• **DATASET RECORDS**
..........
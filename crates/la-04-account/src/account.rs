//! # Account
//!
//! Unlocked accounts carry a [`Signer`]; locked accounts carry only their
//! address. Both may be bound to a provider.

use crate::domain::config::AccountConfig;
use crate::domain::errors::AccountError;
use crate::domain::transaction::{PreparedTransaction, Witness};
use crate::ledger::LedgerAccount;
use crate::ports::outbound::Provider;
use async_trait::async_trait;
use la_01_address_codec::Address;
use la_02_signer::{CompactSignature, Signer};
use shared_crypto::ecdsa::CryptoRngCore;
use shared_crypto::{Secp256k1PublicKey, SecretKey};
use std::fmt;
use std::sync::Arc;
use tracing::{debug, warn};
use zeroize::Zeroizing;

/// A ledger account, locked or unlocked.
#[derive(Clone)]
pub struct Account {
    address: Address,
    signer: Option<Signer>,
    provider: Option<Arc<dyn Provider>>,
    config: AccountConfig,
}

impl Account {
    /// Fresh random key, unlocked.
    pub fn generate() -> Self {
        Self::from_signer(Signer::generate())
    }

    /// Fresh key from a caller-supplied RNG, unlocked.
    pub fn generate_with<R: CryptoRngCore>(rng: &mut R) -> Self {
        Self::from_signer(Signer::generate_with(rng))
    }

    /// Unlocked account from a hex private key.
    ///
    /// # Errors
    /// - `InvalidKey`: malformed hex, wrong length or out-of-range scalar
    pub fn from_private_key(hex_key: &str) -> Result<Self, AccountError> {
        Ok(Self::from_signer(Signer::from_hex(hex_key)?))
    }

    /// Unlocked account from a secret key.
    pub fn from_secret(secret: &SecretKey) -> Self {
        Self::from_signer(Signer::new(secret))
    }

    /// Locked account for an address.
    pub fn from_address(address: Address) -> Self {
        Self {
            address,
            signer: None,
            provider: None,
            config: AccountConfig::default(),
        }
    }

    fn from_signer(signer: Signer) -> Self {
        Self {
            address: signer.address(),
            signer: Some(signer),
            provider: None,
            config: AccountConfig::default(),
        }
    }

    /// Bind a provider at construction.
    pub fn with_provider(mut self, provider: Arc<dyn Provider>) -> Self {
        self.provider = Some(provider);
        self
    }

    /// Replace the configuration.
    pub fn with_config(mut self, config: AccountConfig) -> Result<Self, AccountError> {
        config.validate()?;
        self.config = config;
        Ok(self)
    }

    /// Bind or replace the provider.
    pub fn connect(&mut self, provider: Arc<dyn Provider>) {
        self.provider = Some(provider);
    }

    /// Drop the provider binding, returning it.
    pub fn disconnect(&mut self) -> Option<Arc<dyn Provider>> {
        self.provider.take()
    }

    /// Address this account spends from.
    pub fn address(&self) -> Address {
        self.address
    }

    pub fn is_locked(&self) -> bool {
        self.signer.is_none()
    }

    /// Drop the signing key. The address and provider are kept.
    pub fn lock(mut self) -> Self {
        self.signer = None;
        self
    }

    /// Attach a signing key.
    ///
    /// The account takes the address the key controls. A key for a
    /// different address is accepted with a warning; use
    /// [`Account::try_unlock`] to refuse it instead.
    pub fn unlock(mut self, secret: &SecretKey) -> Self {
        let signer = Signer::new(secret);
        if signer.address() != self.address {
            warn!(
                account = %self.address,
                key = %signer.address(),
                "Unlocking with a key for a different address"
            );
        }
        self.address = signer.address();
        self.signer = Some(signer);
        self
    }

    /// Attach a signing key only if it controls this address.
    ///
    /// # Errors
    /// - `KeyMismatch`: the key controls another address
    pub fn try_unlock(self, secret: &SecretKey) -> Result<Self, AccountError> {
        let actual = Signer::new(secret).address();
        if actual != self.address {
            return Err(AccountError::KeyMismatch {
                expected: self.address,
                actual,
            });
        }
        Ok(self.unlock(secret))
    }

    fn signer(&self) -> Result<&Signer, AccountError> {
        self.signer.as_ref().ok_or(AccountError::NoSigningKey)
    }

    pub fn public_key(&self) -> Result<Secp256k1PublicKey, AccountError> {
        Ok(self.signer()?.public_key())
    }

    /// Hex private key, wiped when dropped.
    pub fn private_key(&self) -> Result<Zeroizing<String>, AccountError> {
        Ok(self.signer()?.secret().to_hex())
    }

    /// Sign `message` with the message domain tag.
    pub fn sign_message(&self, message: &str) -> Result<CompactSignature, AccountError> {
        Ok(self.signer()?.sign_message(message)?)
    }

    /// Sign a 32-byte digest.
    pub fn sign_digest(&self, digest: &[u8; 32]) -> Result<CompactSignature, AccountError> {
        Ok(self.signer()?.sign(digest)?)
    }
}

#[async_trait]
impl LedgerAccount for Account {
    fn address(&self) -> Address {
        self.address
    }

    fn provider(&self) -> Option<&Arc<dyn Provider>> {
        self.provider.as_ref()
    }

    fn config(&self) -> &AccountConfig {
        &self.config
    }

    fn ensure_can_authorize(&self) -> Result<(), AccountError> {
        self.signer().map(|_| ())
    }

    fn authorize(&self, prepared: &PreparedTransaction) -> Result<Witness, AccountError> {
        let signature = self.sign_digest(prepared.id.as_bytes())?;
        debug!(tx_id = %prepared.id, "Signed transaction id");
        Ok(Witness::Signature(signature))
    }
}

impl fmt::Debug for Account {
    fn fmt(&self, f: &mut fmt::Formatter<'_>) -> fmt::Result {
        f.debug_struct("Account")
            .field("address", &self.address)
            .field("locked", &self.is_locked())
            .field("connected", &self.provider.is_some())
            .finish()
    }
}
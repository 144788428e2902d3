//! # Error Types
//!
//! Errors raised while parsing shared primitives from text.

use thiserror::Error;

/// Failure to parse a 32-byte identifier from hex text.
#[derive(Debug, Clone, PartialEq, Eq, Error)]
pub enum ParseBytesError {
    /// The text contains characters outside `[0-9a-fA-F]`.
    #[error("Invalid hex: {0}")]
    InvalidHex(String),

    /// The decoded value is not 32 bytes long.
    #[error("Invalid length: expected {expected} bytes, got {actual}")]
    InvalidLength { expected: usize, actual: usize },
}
..........
• **REQUIRED ACTION**
Identify all lines in the records above with the word "Witness".

• **TASK SOLUTION**
use crate::domain::transaction::{PreparedTransaction, Witness};
    fn authorize(&self, prepared: &PreparedTransaction) -> Result<Witness, AccountError> {
        Ok(Witness::Signature(signature))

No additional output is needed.